- **Aim of the task**:
A verbatim reprint of the records below is what this exercise asks for.

##### Given data

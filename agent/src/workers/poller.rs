//! Polling worker for periodic reconciliation

use std::future::Future;
use std::pin::Pin;
use std::time::Duration;

use tracing::{debug, error, info};

use crate::reconcile::{Orchestrator, PassOutcome};

/// Poller worker options
#[derive(Debug, Clone)]
pub struct Options {
    /// Polling interval
    pub interval: Duration,

    /// Initial delay before the first pass
    pub initial_delay: Duration,
}

impl Default for Options {
    fn default() -> Self {
        Self {
            interval: Duration::from_secs(900),
            initial_delay: Duration::ZERO,
        }
    }
}

/// Run the poller worker: one pass at startup, then one per interval
pub async fn run<S, F>(
    options: &Options,
    orchestrator: &Orchestrator,
    sleep_fn: S,
    mut shutdown_signal: Pin<Box<dyn Future<Output = ()> + Send>>,
) where
    S: Fn(Duration) -> F,
    F: Future<Output = ()>,
{
    info!("Poller worker starting...");

    tokio::select! {
        _ = &mut shutdown_signal => {
            info!("Poller worker shutting down...");
            return;
        }
        _ = sleep_fn(options.initial_delay) => {}
    }

    loop {
        debug!("Periodic reconciliation...");

        // an in-flight pass is never interrupted, shutdown waits for it
        match orchestrator.trigger(false).await {
            Ok(PassOutcome::AlreadyRunning) => debug!("Pass already running, poll skipped"),
            Ok(outcome) => debug!("Periodic pass finished: {:?}", outcome),
            Err(e) => error!("Periodic pass failed: {}", e),
        }

        tokio::select! {
            _ = &mut shutdown_signal => {
                info!("Poller worker shutting down...");
                return;
            }
            _ = sleep_fn(options.interval) => {}
        }
    }
}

##########

- **Finished task**:
filename agent/src/workers/poller.rs
//! Polling worker for periodic reconciliation

use std::future::Future;
use std::pin::Pin;
use std::time::Duration;

use tracing::{debug, error, info};

use crate::reconcile::{Orchestrator, PassOutcome};

/// Poller worker options
#[derive(Debug, Clone)]
pub struct Options {
    /// Polling interval
    pub interval: Duration,

    /// Initial delay before the first pass
    pub initial_delay: Duration,
}

impl Default for Options {
    fn default() -> Self {
        Self {
            interval: Duration::from_secs(900),
            initial_delay: Duration::ZERO,
        }
    }
}

/// Run the poller worker: one pass at startup, then one per interval
pub async fn run<S, F>(
    options: &Options,
    orchestrator: &Orchestrator,
    sleep_fn: S,
    mut shutdown_signal: Pin<Box<dyn Future<Output = ()> + Send>>,
) where
    S: Fn(Duration) -> F,
    F: Future<Output = ()>,
{
    info!("Poller worker starting...");

    tokio::select! {
        _ = &mut shutdown_signal => {
            info!("Poller worker shutting down...");
            return;
        }
        _ = sleep_fn(options.initial_delay) => {}
    }

    loop {
        debug!("Periodic reconciliation...");

        // an in-flight pass is never interrupted, shutdown waits for it
        match orchestrator.trigger(false).await {
            Ok(PassOutcome::AlreadyRunning) => debug!("Pass already running, poll skipped"),
            Ok(outcome) => debug!("Periodic pass finished: {:?}", outcome),
            Err(e) => error!("Periodic pass failed: {}", e),
        }

        tokio::select! {
            _ = &mut shutdown_signal => {
                info!("Poller worker shutting down...");
                return;
            }
            _ = sleep_fn(options.interval) => {}
        }
    }
}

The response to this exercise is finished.